A son retour au manoir, il avait averti Kol et Rebekah. Si sa sœur avait été quelque peu touchée par la nouvelle, Kol n'avait montré aucun intérêt pour la mort de sa mère. Il savait qu'elle n'aurait eu aucun remord si leur position avait été inversée. Il n'allait donc certainement pas pleurer cette mère indigne. Il en était différent pour Rebekah qui avait toute sa vie de vampire souffert de l'absence d'Esther. Elle avait été heureuse de la retrouver après mille ans et avait cru ses promesses de réunion familiale. Mais la jeune femme avait vite déchanté quand Esther avait révélé son vrai visage et ses intentions de les tuer tous. Elle avait été déçue de l'attitude de cette mère qu'elle avait tant pleurée. Cependant Rebekah était plus sensible qu'eux et il était normal qu'elle soit quelque peu affectée par la destruction d'Esther.

Elle avait montré un visage impassible alors que Klaus enterrait le cercueil derrière la propriété mais l'hybride savait ce qu'elle ressentait.

Désormais, il n'avait plus aucune crainte à avoir.
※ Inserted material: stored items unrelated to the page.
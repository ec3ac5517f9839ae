//! Ollama backend implementation
//!
//! HTTP client for a local Ollama server's chat API, for running the
//! companion against local models instead of the hosted Gemini API.

use async_trait::async_trait;
use reqwest::Client;
use serde::{Deserialize, Serialize};
use tracing::debug;

use crate::error::{Error, Result};
use crate::models::{ChatMessage, ChatRole};

use super::{instruction_with_context, CompanionBackend};

const DEFAULT_MODEL: &str = "llama3.2";

/// Companion backend talking to a local Ollama server
#[derive(Clone)]
pub struct OllamaBackend {
    http_client: Client,
    base_url: String,
    model: String,
}

impl OllamaBackend {
    /// Create a new Ollama backend
    pub fn new(base_url: &str, model: &str) -> Self {
        Self {
            http_client: Client::new(),
            base_url: base_url.trim_end_matches('/').to_string(),
            model: model.to_string(),
        }
    }

    /// Create from environment variables
    pub fn from_env() -> Option<Self> {
        let host = std::env::var("OLLAMA_HOST").ok()?;
        let model = std::env::var("OLLAMA_MODEL").unwrap_or_else(|_| DEFAULT_MODEL.to_string());
        Some(Self::new(&host, &model))
    }
}

/// Request to the Ollama chat API
#[derive(Debug, Serialize)]
struct OllamaChatRequest {
    model: String,
    messages: Vec<OllamaChatMessage>,
    stream: bool,
}

#[derive(Debug, Serialize, Deserialize)]
struct OllamaChatMessage {
    role: String,
    content: String,
}

/// Response from the Ollama chat API
#[derive(Debug, Deserialize)]
struct OllamaChatResponse {
    message: OllamaChatMessage,
}

fn role_str(role: ChatRole) -> &'static str {
    match role {
        ChatRole::User => "user",
        // Ollama follows the OpenAI convention
        ChatRole::Model => "assistant",
    }
}

#[async_trait]
impl CompanionBackend for OllamaBackend {
    async fn reply(
        &self,
        message: &str,
        history: &[ChatMessage],
        context: Option<&str>,
    ) -> Result<String> {
        let mut messages = vec![OllamaChatMessage {
            role: "system".to_string(),
            content: instruction_with_context(context),
        }];
        messages.extend(history.iter().map(|msg| OllamaChatMessage {
            role: role_str(msg.role).to_string(),
            content: msg.text.clone(),
        }));
        messages.push(OllamaChatMessage {
            role: "user".to_string(),
            content: message.to_string(),
        });

        let request = OllamaChatRequest {
            model: self.model.clone(),
            messages,
            stream: false,
        };

        let response = self
            .http_client
            .post(format!("{}/api/chat", self.base_url))
            .json(&request)
            .send()
            .await?;

        let response = response.error_for_status()?;

        let body: OllamaChatResponse = response.json().await?;
        debug!("Ollama response: {}", body.message.content);

        if body.message.content.is_empty() {
            return Err(Error::Companion("Empty response from Ollama".to_string()));
        }
        Ok(body.message.content)
    }

    async fn health_check(&self) -> bool {
        self.http_client
            .get(format!("{}/api/tags", self.base_url))
            .send()
            .await
            .map(|r| r.status().is_success())
            .unwrap_or(false)
    }

    fn model(&self) -> &str {
        &self.model
    }

    fn host(&self) -> &str {
        &self.base_url
    }
}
Il pouvait juste profiter de son éternité avec sa famille et Stefan. Malgré leur retour au pays, il espérait que rien ne changerait entre son ami et lui.

En quittant la salle de bain, il fut surpris de découvrir Stefan allongé sur son lit, en train de lire.

- Que fais-tu ici ? Le questionna-t-il.

- Je t'attendais, lui appris le vampire en se levant. Et comme tu passes visiblement des heures dans la salle de bain, j'ai trouvé de quoi patienter.

Klaus remarqua les papiers éparpillés sur son lit.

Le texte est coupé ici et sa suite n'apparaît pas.